3.2.2 La filiation et les quartiers an-historiques

A l’intérieur de ces familles migrantes qui ont vécu des ruptures traumatiques, des exils, l’impossibilité de transmettre doit être lu comme une tentative de préserver l’autre de la souffrance.

De l’individu au collectif, les quartiers sont porteurs de ces tranches historiques douloureuses.

La banlieue, d’abord incarnation de la modernité de l’après-guerre puis bâtie à la hâte pour accueillir les ressortissants des anciennes colonies et enfin l’immigration essentiellement nord-africaine des années 70. La cité, issue des migrations, contrairement aux cités ouvrières, est coupée de ses déterminations culturelles et du travail de mémoire.

‘"Des altérités de référence qui auraient pu dire le passé et donc réguler et justifier un rapport pacifié à l’idéal du moi sont souvent socialement désavouées,mises sous le boisseau de l’oubli, voire du dédain. Je parle ici de la dignité historique des pères et mères souvent brisés, et dont les récits singuliers ne viennent pas encore s’articuler à un récit valable pour la communauté des citoyens de ce pays. J’évoque ici ce que Cherki appellerait, elle, "silenciation", désignant par ce terme les effets de la non-mise en récit et en mémoire, voire en mots, d’événements décisifs sur les inscriptions de nombreux hommes et femmes et de leurs descendants dans l’histoire contemporaine 339 ".

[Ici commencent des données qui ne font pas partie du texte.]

use chrono::NaiveTime;

use crate::config::SimulationConfig;
use crate::temperature::Temperature;
use crate::window::SlidingWindow;

/// One line of the serial monitor.
#[derive(Clone, Copy, Debug, PartialEq)]
pub struct LogEntry {
    pub at: NaiveTime,
    pub temperature: Temperature,
}

impl std::fmt::Display for LogEntry {
    fn fmt(&self, f: &mut std::fmt::Formatter<'_>) -> std::fmt::Result {
        write!(
            f,
            "[{}] Temperature: {}°C",
            self.at.format("%H:%M:%S"),
            self.temperature
        )
    }
}

/// Everything the simulated sensor loop owns.
#[derive(Clone, Debug, PartialEq)]
pub struct MonitorState {
    pub temperature: Temperature,
    pub running: bool,
    /// Samples produced by ticks, oldest first.
    pub history: SlidingWindow<Temperature>,
    pub log: SlidingWindow<LogEntry>,
}

impl MonitorState {
    pub fn new(config: &SimulationConfig) -> Self {
        Self {
            temperature: Temperature::new(config.initial_temperature),
            running: config.start_running,
            history: SlidingWindow::new(config.history_capacity),
            log: SlidingWindow::new(config.log_capacity),
        }
    }
}

impl Default for MonitorState {
    fn default() -> Self {
        Self::new(&SimulationConfig::default())
    }
}

/// Inputs to [`update`].
#[derive(Clone, Copy, Debug, PartialEq)]
pub enum Event {
    /// A timer tick carrying the random perturbation and the time it fired.
    Tick { delta: f32, at: NaiveTime },
    /// Start/stop button.
    Toggle,
    /// Manual nudge by `delta` °C.
    Adjust(f32),
}

/// Applies `event` to `state` and returns the new state.
///
/// Ticks are ignored while stopped. Manual adjustments only move the current
/// temperature; history and log grow on the next tick.
pub fn update(mut state: MonitorState, event: Event) -> MonitorState {
    match event {
        Event::Tick { delta, at } => {
            if !state.running {
                return state;
            }

            let temperature = state.temperature.adjusted(delta);
            state.temperature = temperature;
            state.history.push(temperature);
            state.log.push(LogEntry { at, temperature });
        }
        Event::Toggle => state.running = !state.running,
        Event::Adjust(delta) => state.temperature = state.temperature.adjusted(delta),
    }

    state
}
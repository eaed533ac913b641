// Prevent console window in addition to Slint window in Windows release builds when, e.g., starting the app via file manager. Ignored on other platforms.
#![cfg_attr(not(debug_assertions), windows_subsystem = "windows")]

use tempmon_dashboard::App;
use tempmon_model::SimulationConfig;

/// A minimal main function that loads the configuration, builds the App and runs it.
fn main() -> anyhow::Result<()> {
    env_logger::init();

    let config = SimulationConfig::load()?;
    log::info!("Simulating a sensor tick every {:?}", config.tick_interval());

    let app = App::new(&config)?;

    app.run()
}
use std::cell::RefCell;
use std::rc::Rc;
use std::time::Duration;

use crate::monitor::{DisplayState, Monitor};
use crate::schedule::Scheduler;

pub type Listener = Box<dyn FnMut(&DisplayState) + 'static>;

struct Shared {
    monitor: Monitor,
    listener: Option<Listener>,
}

impl Shared {
    // The listener must not call back into the loop.
    fn publish(&mut self) {
        let display = self.monitor.display();
        if let Some(listener) = self.listener.as_mut() {
            listener(&display);
        }
    }
}

/// Drives a [`Monitor`] from a [`Scheduler`] and republishes every change.
///
/// The scheduler only runs while the monitor is running, and is cancelled
/// when the loop is dropped.
pub struct SensorLoop<S: Scheduler> {
    shared: Rc<RefCell<Shared>>,
    scheduler: S,
    period: Duration,
}

impl<S: Scheduler> SensorLoop<S> {
    /// Shortest tick period; smaller periods are raised to it.
    pub const MIN_PERIOD: Duration = Duration::from_millis(1);

    pub fn new(monitor: Monitor, scheduler: S, period: Duration) -> Self {
        let running = monitor.is_running();
        if period < Self::MIN_PERIOD {
            log::warn!("Tick period {period:?} too short, using {:?}", Self::MIN_PERIOD);
        }
        let period = period.max(Self::MIN_PERIOD);
        let sensor_loop = Self {
            shared: Rc::new(RefCell::new(Shared {
                monitor,
                listener: None,
            })),
            scheduler,
            period,
        };

        if running {
            sensor_loop.schedule();
        }

        sensor_loop
    }

    /// Installs the display callback and publishes the current state to it.
    pub fn set_listener(&self, listener: Listener) {
        let mut shared = self.shared.borrow_mut();
        shared.listener = Some(listener);
        shared.publish();
    }

    pub fn toggle(&self) {
        let running = {
            let mut shared = self.shared.borrow_mut();
            shared.monitor.toggle();
            shared.publish();
            shared.monitor.is_running()
        };

        if running {
            self.schedule();
        } else {
            self.scheduler.stop();
        }
    }

    pub fn adjust(&self, delta: f32) {
        let mut shared = self.shared.borrow_mut();
        shared.monitor.adjust(delta);
        shared.publish();
    }

    pub fn display(&self) -> DisplayState {
        self.shared.borrow().monitor.display()
    }

    pub fn is_running(&self) -> bool {
        self.shared.borrow().monitor.is_running()
    }

    pub fn scheduler(&self) -> &S {
        &self.scheduler
    }

    fn schedule(&self) {
        let shared = Rc::downgrade(&self.shared);

        log::debug!("Scheduling sensor ticks every {:?}", self.period);
        self.scheduler.start(
            self.period,
            Box::new(move || {
                let Some(shared) = shared.upgrade() else {
                    return;
                };
                let mut shared = shared.borrow_mut();
                if shared.monitor.tick() {
                    shared.publish();
                }
            }),
        );
    }
}

impl<S: Scheduler> Drop for SensorLoop<S> {
    fn drop(&mut self) {
        log::debug!("Sensor loop torn down");
        self.scheduler.stop();
    }
}

#[cfg(test)]
mod tests {
    use super::*;
    use crate::schedule::ManualScheduler;
    use crate::source::{FixedClock, FixedDelta};
    use crate::state::MonitorState;
    use chrono::NaiveTime;
    use std::cell::Cell;

    const PERIOD: Duration = Duration::from_millis(1000);

    fn sensor_loop(deltas: &[f32]) -> (SensorLoop<ManualScheduler>, ManualScheduler) {
        let monitor = Monitor::new(
            MonitorState::default(),
            Box::new(FixedDelta::new(deltas)),
            Box::new(FixedClock(NaiveTime::from_hms_opt(18, 4, 59).unwrap())),
        );
        let scheduler = ManualScheduler::new();

        (SensorLoop::new(monitor, scheduler.clone(), PERIOD), scheduler)
    }

    #[test]
    fn ticks_while_running() {
        let (sensor_loop, scheduler) = sensor_loop(&[0.0]);
        assert!(scheduler.is_running());

        scheduler.advance(PERIOD);

        let display = sensor_loop.display();
        assert_eq!(display.temperature_text, "25.0");
        assert_eq!(display.history, vec![25.0]);
        assert_eq!(display.log_lines.len(), 1);
        assert!(display.log_lines[0].contains("25.0°C"));
    }

    #[test]
    fn buffers_stay_bounded() {
        let (sensor_loop, scheduler) = sensor_loop(&[0.5, -0.5]);

        assert_eq!(scheduler.advance(PERIOD * 100), 100);

        let display = sensor_loop.display();
        assert_eq!(display.history.len(), 20);
        assert_eq!(display.log_lines.len(), 11);
    }

    #[test]
    fn stop_freezes_everything() {
        let (sensor_loop, scheduler) = sensor_loop(&[0.75]);
        scheduler.advance(PERIOD * 3);

        sensor_loop.toggle();
        let frozen = sensor_loop.display();
        assert!(!scheduler.is_running());

        assert_eq!(scheduler.advance(PERIOD * 10), 0);
        let after = sensor_loop.display();
        assert_eq!(after.temperature, frozen.temperature);
        assert_eq!(after.history, frozen.history);
        assert_eq!(after.log_lines, frozen.log_lines);

        sensor_loop.toggle();
        assert!(scheduler.is_running());
        assert_eq!(scheduler.advance(PERIOD), 1);
        assert_eq!(sensor_loop.display().history.len(), 4);
    }

    #[test]
    fn adjust_publishes_without_recording() {
        let (sensor_loop, _scheduler) = sensor_loop(&[0.0]);
        let published = Rc::new(RefCell::new(Vec::new()));
        let sink = published.clone();
        sensor_loop.set_listener(Box::new(move |display| {
            sink.borrow_mut().push(display.temperature_text.clone())
        }));

        sensor_loop.adjust(-5.0);
        sensor_loop.adjust(-1.0);

        assert_eq!(*published.borrow(), vec!["25.0", "20.0", "19.0"]);
        assert!(sensor_loop.display().history.is_empty());
    }

    #[test]
    fn every_tick_is_published() {
        let (sensor_loop, scheduler) = sensor_loop(&[1.0]);
        let count = Rc::new(Cell::new(0));
        let sink = count.clone();
        sensor_loop.set_listener(Box::new(move |_| sink.set(sink.get() + 1)));

        scheduler.advance(PERIOD * 4);

        // One publish on install plus one per tick.
        assert_eq!(count.get(), 5);
        assert_eq!(sensor_loop.display().temperature_text, "29.0");
    }

    #[test]
    fn teardown_cancels_the_timer() {
        let (sensor_loop, scheduler) = sensor_loop(&[1.0]);
        let count = Rc::new(Cell::new(0));
        let sink = count.clone();
        sensor_loop.set_listener(Box::new(move |_| sink.set(sink.get() + 1)));

        drop(sensor_loop);

        assert!(!scheduler.is_running());
        assert_eq!(scheduler.advance(PERIOD * 5), 0);
        assert_eq!(count.get(), 1);
    }

    #[test]
    fn zero_period_is_raised() {
        let monitor = Monitor::new(
            MonitorState::default(),
            Box::new(FixedDelta::constant(0.0)),
            Box::new(FixedClock(NaiveTime::from_hms_opt(0, 0, 0).unwrap())),
        );
        let scheduler = ManualScheduler::new();
        let sensor_loop = SensorLoop::new(monitor, scheduler.clone(), Duration::ZERO);

        assert_eq!(scheduler.advance(Duration::from_millis(5)), 5);
        assert_eq!(sensor_loop.display().history.len(), 5);
    }

    #[test]
    fn starts_stopped_when_configured() {
        let mut state = MonitorState::default();
        state.running = false;
        let monitor = Monitor::new(
            state,
            Box::new(FixedDelta::constant(1.0)),
            Box::new(FixedClock(NaiveTime::from_hms_opt(0, 0, 0).unwrap())),
        );
        let scheduler = ManualScheduler::new();
        let sensor_loop = SensorLoop::new(monitor, scheduler.clone(), PERIOD);

        assert!(!sensor_loop.is_running());
        assert_eq!(scheduler.advance(PERIOD * 3), 0);
    }
}
use std::collections::VecDeque;

/// A fixed-capacity buffer that keeps the most recent values, oldest first.
///
/// Pushing beyond the capacity drops the oldest value.
#[derive(Clone, Debug, PartialEq)]
pub struct SlidingWindow<T> {
    items: VecDeque<T>,
    capacity: usize,
}

impl<T> SlidingWindow<T> {
    pub fn new(capacity: usize) -> Self {
        Self {
            items: VecDeque::with_capacity(capacity),
            capacity,
        }
    }

    pub fn push(&mut self, value: T) {
        if self.capacity == 0 {
            return;
        }

        while self.items.len() >= self.capacity {
            self.items.pop_front();
        }
        self.items.push_back(value);
    }

    pub fn len(&self) -> usize {
        self.items.len()
    }

    pub fn is_empty(&self) -> bool {
        self.items.is_empty()
    }

    pub fn capacity(&self) -> usize {
        self.capacity
    }

    /// Iterates from the oldest to the newest value.
    pub fn iter(&self) -> impl DoubleEndedIterator<Item = &T> + ExactSizeIterator {
        self.items.iter()
    }

    pub fn latest(&self) -> Option<&T> {
        self.items.back()
    }
}

impl<T: Clone> SlidingWindow<T> {
    pub fn to_vec(&self) -> Vec<T> {
        self.items.iter().cloned().collect()
    }
}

L’absence de mémoire collective, voire sa forclusion, soustrait tous les étayages sur des idéaux sociaux et transgénérationnels si nécessaires lors de l’adolescence. Nous en avons vu les effets lorsque nous avons abordé les récits des origines et le manque d’inscription des jeunes de notre échantillon dans leurs préhisoires.

Notes
339.

2003, p 37.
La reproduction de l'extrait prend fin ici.